Destino cinico e baro. Addirittura mia madre mi portò all’Onmi. Istituita dal fascismo e non abrogata dalla Repubblica. Una specie di consultorio famigliare vecchia maniera. Tecnicamente ragazzino difficile. Test attitudinali con relativa diagnosi: instabile psicomotorio con evoluzione intellettiva di un anno avanti rispetto alla media. In altre parole birichino ma intelligente. Tutto ma proprio tutto in Barriera. Ero decisamente sbordante anche perché decisamente grosso. Alle medie ebbi la prima cotta. Ricordo ancora il nome: Lucia. Fatale la festicciola di fine anno. Il classico scantinato con il classico mangia dischi e patatine e popcorn e Coca- Cola.
Non l’avrei più rivista ma quelle ore restano indelebili nella memoria. Gli ardori sessuali rinviati al Liceo scientifico Albert Einstein. Via Pacini, ovviamente in Barriera. Forse tra i primi licei in Barriera e due diverse compagnie di amici.
I giardini di via Mercadante e il basket dell’oratorio Michele Rua alias Auxilium Basket Monterosa. Devo al gioco della Pallacanestro le prime incursioni fuori Barriera. Domenica si giocava. Una partita in casa ed una partita fuori casa . Oratorio San Luigi in via Ormea o al Martinetto al fondo di via San Donato. Fino all’altra parte della città, all’Oratorio Giovanni Agnelli, il tempio del Basket. Impossibile non ricordare la Crocetta in via Piazzi. All’Agnelli ci giocai per tre anni. Praticamente tutti i giorni sul tram 10 tra allenamenti e partite.
Anche qui mi vennero d‘aiuto gli zii regalandomi il vespino 5o. Brigavo in giro cercando di rimorchiare. Faceva la differenza. Poi si bighellonava nelle panchine dei giardini o sulla scalinata della chiesa. Giusto per turar tardi per la cena. Si studiava anche, vi assicuro. Chi più chi meno. Qualcosa però si studiava. Magari non eravamo secchioni ma sì, qualcosa si studiava. La summa erano i campionati studenteschi. Addirittura andai a Roma per le finali dei giochi della Gioventù. Potremmo dire : dalla Barriera con furore, sfiorando la felicità e la spensieratezza. Quel profumo di libertà che oggi non sento più. Libertà di conquistare quello a cui si ambiva. Sicuramente non era tutto facile. Ma era tutto possibile.
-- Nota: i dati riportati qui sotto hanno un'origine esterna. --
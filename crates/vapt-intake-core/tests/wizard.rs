// crates/vapt-intake-core/tests/wizard.rs
// ============================================================================
// Module: Wizard Controller Tests
// Description: End-to-end tests for navigation gating and submission flow.
// Purpose: Pin exactly-once storage, notification isolation, and retry paths.
// Dependencies: vapt-intake-core
// ============================================================================

//! ## Overview
//! Drives [`WizardController`] through full intake runs with in-process
//! collaborators: the in-memory sink, recording dispatchers, and a counting
//! observer. Covers navigation gating, the terminal submission sequence, and
//! the retryable storage-failure path.

#![allow(
    clippy::panic,
    clippy::unwrap_used,
    clippy::expect_used,
    clippy::panic_in_result_fn,
    clippy::unwrap_in_result,
    reason = "Test-only assertions are permitted."
)]

use std::sync::Mutex;
use std::sync::atomic::AtomicUsize;
use std::sync::atomic::Ordering;

use vapt_intake_core::AccountType;
use vapt_intake_core::AssessmentType;
use vapt_intake_core::DispatchError;
use vapt_intake_core::EnvironmentType;
use vapt_intake_core::Field;
use vapt_intake_core::FlagField;
use vapt_intake_core::NotificationDispatcher;
use vapt_intake_core::ReportFormat;
use vapt_intake_core::StoreError;
use vapt_intake_core::StoredSubmission;
use vapt_intake_core::SubmissionDraft;
use vapt_intake_core::SubmissionId;
use vapt_intake_core::SubmissionSink;
use vapt_intake_core::SubmitObserver;
use vapt_intake_core::TestingMode;
use vapt_intake_core::TextField;
use vapt_intake_core::WizardStep;
use vapt_intake_core::runtime::InMemorySubmissionSink;
use vapt_intake_core::runtime::SubmissionServices;
use vapt_intake_core::runtime::SubmitError;
use vapt_intake_core::runtime::WizardController;

// ============================================================================
// SECTION: Test Doubles
// ============================================================================

/// Dispatcher that records sent submissions and always succeeds.
#[derive(Default)]
struct RecordingDispatcher {
    sent: Mutex<Vec<SubmissionId>>,
}

impl NotificationDispatcher for RecordingDispatcher {
    fn send(&self, submission: &StoredSubmission) -> Result<(), DispatchError> {
        self.sent.lock().unwrap().push(submission.id.clone());
        Ok(())
    }
}

/// Dispatcher that always fails.
struct FailingDispatcher;

impl NotificationDispatcher for FailingDispatcher {
    fn send(&self, _submission: &StoredSubmission) -> Result<(), DispatchError> {
        Err(DispatchError::DispatchFailed("transport unreachable".to_string()))
    }
}

/// Sink that always fails to persist.
struct FailingSink;

impl SubmissionSink for FailingSink {
    fn store(&self, _draft: &SubmissionDraft) -> Result<StoredSubmission, StoreError> {
        Err(StoreError::Io("disk full".to_string()))
    }

    fn list_submissions(&self) -> Result<Vec<StoredSubmission>, StoreError> {
        Ok(Vec::new())
    }
}

/// Observer that counts terminal events.
#[derive(Default)]
struct CountingObserver {
    stored: AtomicUsize,
    sent: AtomicUsize,
    failed: AtomicUsize,
}

impl SubmitObserver for CountingObserver {
    fn on_stored(&self, _submission: &StoredSubmission) {
        self.stored.fetch_add(1, Ordering::Relaxed);
    }

    fn on_notify_sent(&self, _id: &SubmissionId) {
        self.sent.fetch_add(1, Ordering::Relaxed);
    }

    fn on_notify_failed(&self, _id: &SubmissionId, _error: &DispatchError) {
        self.failed.fetch_add(1, Ordering::Relaxed);
    }
}

/// Builds a wizard at the final step with a fully valid draft.
fn wizard_at_final_step() -> WizardController {
    let mut wizard = WizardController::new();
    let form = wizard.form_mut();
    form.set_text(TextField::OrganizationName, "Acme Corporation");
    form.set_text(TextField::PrimaryContactName, "Priya Sharma");
    form.set_text(TextField::Designation, "Security Lead");
    form.set_text(TextField::Email, "priya@acme.example");
    form.set_text(TextField::MobileNumber, "9876543210");
    form.set_assessment_type(Some(AssessmentType::Both));
    form.set_testing_mode(Some(TestingMode::Remote));
    form.set_text(TextField::IpRange, "10.0.0.0/24");
    form.set_text(TextField::DeviceCount, "0150");
    form.set_environment_type(Some(EnvironmentType::Cloud));
    form.set_flag(FlagField::TestCredentials, true);
    form.set_account_type(Some(AccountType::User));
    form.set_report_format(Some(ReportFormat::TechnicalAndManagement));
    form.set_flag(FlagField::RetestingRequired, true);
    for _ in 1..7 {
        assert!(wizard.next());
    }
    assert!(wizard.step().is_final());
    wizard
}

// ============================================================================
// SECTION: Navigation
// ============================================================================

#[test]
fn next_is_blocked_until_the_step_validates() {
    let mut wizard = WizardController::new();
    assert!(!wizard.next());
    assert_eq!(wizard.step(), WizardStep::FIRST);
    assert!(wizard.form().errors().is_flagged(Field::OrganizationName));
    assert_eq!(wizard.last_diagnostic().unwrap().title, "Missing Information");

    let form = wizard.form_mut();
    form.set_text(TextField::OrganizationName, "Acme Corporation");
    form.set_text(TextField::PrimaryContactName, "Priya Sharma");
    form.set_text(TextField::Designation, "Security Lead");
    form.set_text(TextField::Email, "priya@acme.example");
    form.set_text(TextField::MobileNumber, "9876543210");
    assert!(wizard.next());
    assert_eq!(wizard.step().get(), 2);
    assert!(wizard.form().errors().is_empty());
    assert!(wizard.last_diagnostic().is_none());
}

#[test]
fn previous_retreats_without_validation_and_floors_at_step_one() {
    let mut wizard = WizardController::new();
    wizard.previous();
    assert_eq!(wizard.step(), WizardStep::FIRST);

    let mut wizard = wizard_at_final_step();
    wizard.previous();
    assert_eq!(wizard.step().get(), 6);
}

#[test]
fn previous_then_next_returns_to_the_same_step() {
    let mut wizard = wizard_at_final_step();
    wizard.previous();
    wizard.previous();
    assert_eq!(wizard.step().get(), 5);
    assert!(wizard.next());
    assert!(wizard.next());
    assert!(wizard.step().is_final());
}

// ============================================================================
// SECTION: Submission Flow
// ============================================================================

#[test]
fn submit_stores_exactly_once_then_notifies() {
    let mut wizard = wizard_at_final_step();
    let sink = InMemorySubmissionSink::new();
    let dispatcher = RecordingDispatcher::default();
    let observer = CountingObserver::default();
    let services = SubmissionServices::new(&sink, &dispatcher).with_observer(&observer);

    let stored = wizard.submit(&services).unwrap();
    assert!(wizard.is_confirmed());
    assert!(!wizard.is_submitting());
    assert_eq!(stored.draft.organization_name, "Acme Corporation");

    let records = sink.list_submissions().unwrap();
    assert_eq!(records.len(), 1);
    assert_eq!(records[0].id, stored.id);
    assert_eq!(dispatcher.sent.lock().unwrap().as_slice(), &[stored.id]);
    assert_eq!(observer.stored.load(Ordering::Relaxed), 1);
    assert_eq!(observer.sent.load(Ordering::Relaxed), 1);
    assert_eq!(observer.failed.load(Ordering::Relaxed), 0);
}

#[test]
fn submit_confirms_even_when_notification_fails() {
    let mut wizard = wizard_at_final_step();
    let sink = InMemorySubmissionSink::new();
    let observer = CountingObserver::default();
    let services = SubmissionServices::new(&sink, &FailingDispatcher).with_observer(&observer);

    let stored = wizard.submit(&services).unwrap();
    assert!(wizard.is_confirmed());
    assert_eq!(sink.list_submissions().unwrap().len(), 1);
    assert_eq!(sink.list_submissions().unwrap()[0].id, stored.id);
    assert_eq!(observer.stored.load(Ordering::Relaxed), 1);
    assert_eq!(observer.sent.load(Ordering::Relaxed), 0);
    assert_eq!(observer.failed.load(Ordering::Relaxed), 1);
}

#[test]
fn submit_is_rejected_before_the_final_step() {
    let mut wizard = WizardController::new();
    let sink = InMemorySubmissionSink::new();
    let dispatcher = RecordingDispatcher::default();
    let services = SubmissionServices::new(&sink, &dispatcher);

    let error = wizard.submit(&services).unwrap_err();
    assert!(matches!(error, SubmitError::NotAtFinalStep(step) if step == WizardStep::FIRST));
    assert!(sink.list_submissions().unwrap().is_empty());
}

#[test]
fn submit_revalidates_and_rejects_an_invalidated_draft() {
    let mut wizard = wizard_at_final_step();
    wizard.form_mut().set_text(TextField::Email, "no-longer-valid");
    let sink = InMemorySubmissionSink::new();
    let dispatcher = RecordingDispatcher::default();
    let services = SubmissionServices::new(&sink, &dispatcher);

    let error = wizard.submit(&services).unwrap_err();
    match error {
        SubmitError::Validation(diagnostic) => {
            assert_eq!(diagnostic.title, "Invalid Email");
        }
        other => panic!("expected validation error, got {other:?}"),
    }
    assert!(wizard.form().errors().is_flagged(Field::Email));
    assert!(!wizard.is_confirmed());
    assert!(sink.list_submissions().unwrap().is_empty());
}

#[test]
fn storage_failure_is_retryable() {
    let mut wizard = wizard_at_final_step();
    let dispatcher = RecordingDispatcher::default();
    let observer = CountingObserver::default();

    let failing = SubmissionServices::new(&FailingSink, &dispatcher).with_observer(&observer);
    let error = wizard.submit(&failing).unwrap_err();
    assert!(matches!(error, SubmitError::Storage(StoreError::Io(_))));
    assert!(!wizard.is_submitting());
    assert!(!wizard.is_confirmed());
    assert!(dispatcher.sent.lock().unwrap().is_empty());
    assert_eq!(observer.stored.load(Ordering::Relaxed), 0);

    let sink = InMemorySubmissionSink::new();
    let services = SubmissionServices::new(&sink, &dispatcher).with_observer(&observer);
    wizard.submit(&services).unwrap();
    assert!(wizard.is_confirmed());
    assert_eq!(sink.list_submissions().unwrap().len(), 1);
}

#[test]
fn a_confirmed_wizard_rejects_further_submissions() {
    let mut wizard = wizard_at_final_step();
    let sink = InMemorySubmissionSink::new();
    let dispatcher = RecordingDispatcher::default();
    let services = SubmissionServices::new(&sink, &dispatcher);

    wizard.submit(&services).unwrap();
    let error = wizard.submit(&services).unwrap_err();
    assert!(matches!(error, SubmitError::AlreadyConfirmed));
    assert_eq!(sink.list_submissions().unwrap().len(), 1);
}

// ============================================================================
// SECTION: Record Enrichment
// ============================================================================

#[test]
fn in_memory_sink_mints_sequential_identifiers_and_unknown_origin() {
    let sink = InMemorySubmissionSink::new();
    let draft = SubmissionDraft::default();
    let first = sink.store(&draft).unwrap();
    let second = sink.store(&draft).unwrap();
    assert_eq!(first.id.as_str(), "submission-1");
    assert_eq!(second.id.as_str(), "submission-2");
    assert_eq!(first.origin_address.as_str(), "Unknown");
    assert!(!first.origin_address.is_known());
    assert_eq!(sink.list_submissions().unwrap().len(), 2);

    sink.clear().unwrap();
    assert!(sink.list_submissions().unwrap().is_empty());
    let third = sink.store(&draft).unwrap();
    assert_eq!(third.id.as_str(), "submission-3");
}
Possibile ciò che era lecito. Piccoli valori e piccole morali che si trasmettevano nei reciproci comportamenti.
Piccole felicità nel fare quel canestro vincendo la partita e piccole felicità con quella ragazzina che al cinema appoggiava la resta sulla tua spalla facendoti sembrare adulto. Tutto questo crescendo, tutto questo in Barriera di Milano.